Bobos in Paradise is an American-focused, but brilliant, breezy, and often hilarious study of the "cultural consequences of the information age". Large and influential (especially in terms of their buying power), the Bobos have reformed society through culture rather than politics, and Brooks clearly outlines this passing of the high-class torch by analysing nearly all aspects of life: consumption habits, business and lifestyle choices, entertainment, spirituality, politics, and education. Employing a method he calls "comic sociology," Brooks relies on keen observations, wit, and intelligence rather than statistics and hard theory to make his points. Like any self-respecting Bobo, Brooks wears his erudition lightly and comfortably (not unlike, say, an expedition-weight triple-layer Gore-Tex jacket suitable for a Mount Everest assault but more often seen in the gym). But just because he's funny doesn't mean this is not a serious book. On the contrary, it is one of the more insightful works of social commentary in recent memory. His ideas are sharp, his writing crisp, and he even offers pointed suggestions for putting the considerable Bobo political clout to work. And, unlike the classes that spawned them--the hippies and the yuppies--Brooks insists the Bobos are here to stay: "Today the culture war is over, at least in the realm of the affluent.
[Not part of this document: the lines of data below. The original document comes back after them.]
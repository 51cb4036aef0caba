use std::collections::HashMap;

/// Rank of each item among earlier items with the same directed
/// `(origin, dest)` pair.
///
/// Ranks start at 0 and follow input order, so every pair that appears
/// `n` times receives exactly `0..n`. `(A, B)` and `(B, A)` are separate pairs.
#[must_use]
pub fn dup_indices<'a, I>(pairs: I) -> Vec<usize>
where
    I: IntoIterator<Item = (&'a str, &'a str)>,
{
    let mut seen: HashMap<(&'a str, &'a str), usize> = HashMap::new();
    pairs
        .into_iter()
        .map(|pair| {
            let count = seen.entry(pair).or_insert(0);
            let index = *count;
            *count += 1;
            index
        })
        .collect()
}
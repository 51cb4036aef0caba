use std::path::Path;

use crate::dataset::Dataset;
use crate::import::{read_legs, read_nodes, LoadError};

/// Parse the bundled sample network into a dataset
///
/// # Errors
///
/// Returns an error if the bundled CSV files are malformed.
pub fn sample_dataset() -> Result<Dataset, LoadError> {
    let legs_csv = include_str!("../test-data/legs.csv");
    let nodes_csv = include_str!("../test-data/nodes.csv");
    parse_csv_strings(legs_csv, nodes_csv)
}

/// Parse legs and nodes CSV strings into a dataset
///
/// # Errors
///
/// Returns an error if either table is missing a column or has an unparsable value.
pub fn parse_csv_strings(legs_csv: &str, nodes_csv: &str) -> Result<Dataset, LoadError> {
    let (legs, report) = read_legs(legs_csv.as_bytes(), Path::new("legs.csv"))?;
    let nodes = read_nodes(nodes_csv.as_bytes(), Path::new("nodes.csv"))?;
    Ok(Dataset::with_report(legs, nodes, report))
}
/// Default perpendicular offset (in degrees) of the first curve between a node pair.
/// Each further duplicate adds another multiple of this value.
pub const DEFAULT_BASE_OFFSET: f64 = 0.12;

/// Default number of samples per curved leg
pub const DEFAULT_CURVE_POINTS: usize = 30;

/// Added to the edge length before normalising the perpendicular, so that
/// coincident endpoints never divide by zero
pub const CURVE_EPSILON: f64 = 1e-6;

/// Risk weight of a RED leg
pub const DEFAULT_RED_WEIGHT: f64 = 3.0;

/// Risk weight of an ORANGE leg
pub const DEFAULT_ORANGE_WEIGHT: f64 = 2.0;

/// Risk weight of a GREEN leg
pub const DEFAULT_GREEN_WEIGHT: f64 = 1.0;

/// Default map center (lat, lon), roughly the middle of India
pub const DEFAULT_MAP_CENTER: (f64, f64) = (22.0, 78.0);

/// Default map zoom level
pub const DEFAULT_MAP_ZOOM: u8 = 5;

/// Minutes in one day, the exclusive upper bound of a departure ordinal
pub const MINUTES_PER_DAY: u16 = 24 * 60;
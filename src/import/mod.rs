pub mod csv;

// Re-export commonly used items
pub use self::csv::{load_legs, load_nodes, read_legs, read_nodes, LoadError, LoadReport};
use std::fmt;
use std::str::FromStr;

use serde::{Deserialize, Serialize};
use thiserror::Error;

/// Service-level status of a leg
#[derive(Debug, Clone, Copy, PartialEq, Eq, PartialOrd, Ord, Hash, Serialize, Deserialize)]
#[serde(rename_all = "UPPERCASE")]
pub enum SlaColor {
    /// SLA breached
    Red,
    /// At risk
    Orange,
    /// On time
    Green,
}

impl SlaColor {
    pub const ALL: [Self; 3] = [Self::Red, Self::Orange, Self::Green];

    #[must_use]
    pub const fn as_str(self) -> &'static str {
        match self {
            Self::Red => "RED",
            Self::Orange => "ORANGE",
            Self::Green => "GREEN",
        }
    }

    /// Stroke color used when drawing a leg of this status
    #[must_use]
    pub const fn map_color(self) -> &'static str {
        match self {
            Self::Red => "red",
            Self::Orange => "orange",
            Self::Green => "green",
        }
    }

    #[must_use]
    pub const fn as_flag(self) -> SlaSet {
        match self {
            Self::Red => SlaSet::RED,
            Self::Orange => SlaSet::ORANGE,
            Self::Green => SlaSet::GREEN,
        }
    }
}

impl fmt::Display for SlaColor {
    fn fmt(&self, f: &mut fmt::Formatter<'_>) -> fmt::Result {
        f.write_str(self.as_str())
    }
}

#[derive(Debug, Clone, PartialEq, Eq, Error)]
#[error("unknown SLA color '{0}'")]
pub struct UnknownSlaColor(pub String);

impl FromStr for SlaColor {
    type Err = UnknownSlaColor;

    fn from_str(s: &str) -> Result<Self, Self::Err> {
        match s.trim().to_ascii_uppercase().as_str() {
            "RED" => Ok(Self::Red),
            "ORANGE" => Ok(Self::Orange),
            "GREEN" => Ok(Self::Green),
            _ => Err(UnknownSlaColor(s.to_string())),
        }
    }
}

/// SLA value as read from the legs table
///
/// Values outside the three known colors are kept rather than dropped so
/// that they still count towards totals.
#[derive(Debug, Clone, PartialEq, Eq, Hash, Serialize)]
#[serde(untagged)]
pub enum SlaStatus {
    Known(SlaColor),
    Unrecognized(String),
}

impl SlaStatus {
    #[must_use]
    pub fn parse(raw: &str) -> Self {
        raw.parse::<SlaColor>().map_or_else(|_| Self::Unrecognized(raw.trim().to_string()), Self::Known)
    }

    #[must_use]
    pub const fn color(&self) -> Option<SlaColor> {
        match self {
            Self::Known(color) => Some(*color),
            Self::Unrecognized(_) => None,
        }
    }
}

// Same rules as the CSV loader, so "red" and "RED" agree
impl<'de> Deserialize<'de> for SlaStatus {
    fn deserialize<D>(deserializer: D) -> Result<Self, D::Error>
    where
        D: serde::Deserializer<'de>,
    {
        let raw = String::deserialize(deserializer)?;
        Ok(Self::parse(&raw))
    }
}

impl From<SlaColor> for SlaStatus {
    fn from(color: SlaColor) -> Self {
        Self::Known(color)
    }
}

impl fmt::Display for SlaStatus {
    fn fmt(&self, f: &mut fmt::Formatter<'_>) -> fmt::Result {
        match self {
            Self::Known(color) => fmt::Display::fmt(color, f),
            Self::Unrecognized(raw) => f.write_str(raw),
        }
    }
}

bitflags::bitflags! {
    /// A selection of SLA colors
    #[derive(Debug, Clone, Copy, PartialEq, Eq, Hash)]
    pub struct SlaSet: u8 {
        const RED    = 0b0000_0001;
        const ORANGE = 0b0000_0010;
        const GREEN  = 0b0000_0100;
        const ALL    = Self::RED.bits() | Self::ORANGE.bits() | Self::GREEN.bits();
    }
}

impl Default for SlaSet {
    fn default() -> Self {
        Self::ALL
    }
}

impl SlaSet {
    #[must_use]
    pub const fn contains_color(self, color: SlaColor) -> bool {
        self.contains(color.as_flag())
    }

    /// Whether a leg with this status passes the selection.
    /// Unrecognized values never match an explicit color selection.
    #[must_use]
    pub const fn matches(self, status: &SlaStatus) -> bool {
        match status {
            SlaStatus::Known(color) => self.contains_color(*color),
            SlaStatus::Unrecognized(_) => false,
        }
    }

    /// Get a human-readable string representation
    #[must_use]
    pub fn to_display_string(self) -> String {
        if self == Self::ALL {
            return "All".to_string();
        }
        if self.is_empty() {
            return "None".to_string();
        }
        SlaColor::ALL
            .iter()
            .filter(|c| self.contains_color(**c))
            .map(|c| c.as_str())
            .collect::<Vec<_>>()
            .join(", ")
    }
}

impl FromIterator<SlaColor> for SlaSet {
    fn from_iter<I: IntoIterator<Item = SlaColor>>(iter: I) -> Self {
        iter.into_iter().fold(Self::empty(), |set, c| set | c.as_flag())
    }
}

// Serialized as the list of selected color names, e.g. ["RED", "GREEN"]
impl Serialize for SlaSet {
    fn serialize<S>(&self, serializer: S) -> Result<S::Ok, S::Error>
    where
        S: serde::Serializer,
    {
        use serde::ser::SerializeSeq;

        let colors: Vec<SlaColor> = SlaColor::ALL.into_iter().filter(|c| self.contains_color(*c)).collect();
        let mut seq = serializer.serialize_seq(Some(colors.len()))?;
        for color in colors {
            seq.serialize_element(&color)?;
        }
        seq.end()
    }
}

impl<'de> Deserialize<'de> for SlaSet {
    fn deserialize<D>(deserializer: D) -> Result<Self, D::Error>
    where
        D: serde::Deserializer<'de>,
    {
        let colors = Vec::<SlaColor>::deserialize(deserializer)?;
        Ok(colors.into_iter().collect())
    }
}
The centuries-old conflict has been reconciled." All the more reason to pay attention. --Shawn Carkonen --This text refers to the Hardcover edition.

From Publishers Weekly

Transcendentalists vs. robber barons, beatniks vs. men in gray flannel suits, hippies vs. hawks: for more than a century, U.S. culture has been driven forward by tensions between bohemians and the bourgeoisie. Brooks, an editor at the conservative Weekly Standard and at Newsweek and an NPR commentator, argues that this longstanding paradigm has been eroded by the merging of bohemians and bourgeoisie into a new cultural, intellectual and financial elite: the "bobos." Drawing on diverse examples--from an analysis of the New York Times' marriage pages, the sociological writings of Vance Packard, Jane Jacobs and William H. Whyte and such films as The Graduate--he wittily defends his thesis that the information age, in which ideas are as "vital to economic success as natural resources or finance capital," has created a culture in which once-uptight Babbitts relax and enjoy the sensual and material side of life and anti-establishment types relish capitalist success; thus a meritocracy of intellectualism and money has replaced the cultural war between self-expression and self-control. While it works well on a superficial level, Brooks's analysis is problematic upon close examination. For example, his claim that Ivy League universities moved toward a meritocracy when, in the 1960s, they began accepting some students on academic rather than family standing ignores the reality that the "legacy" system is still in force. Ultimately, by focusing myopically on the discrete phenomenon of the establishment of "bobos," Brooks avoids more complicated discussions of race, class, poverty or the cultural wars on abortion, homosexuality, education and religion that still rage today. (May)
Copyright 2000 Reed Business Information, Inc. --This text refers to the Hardcover edition.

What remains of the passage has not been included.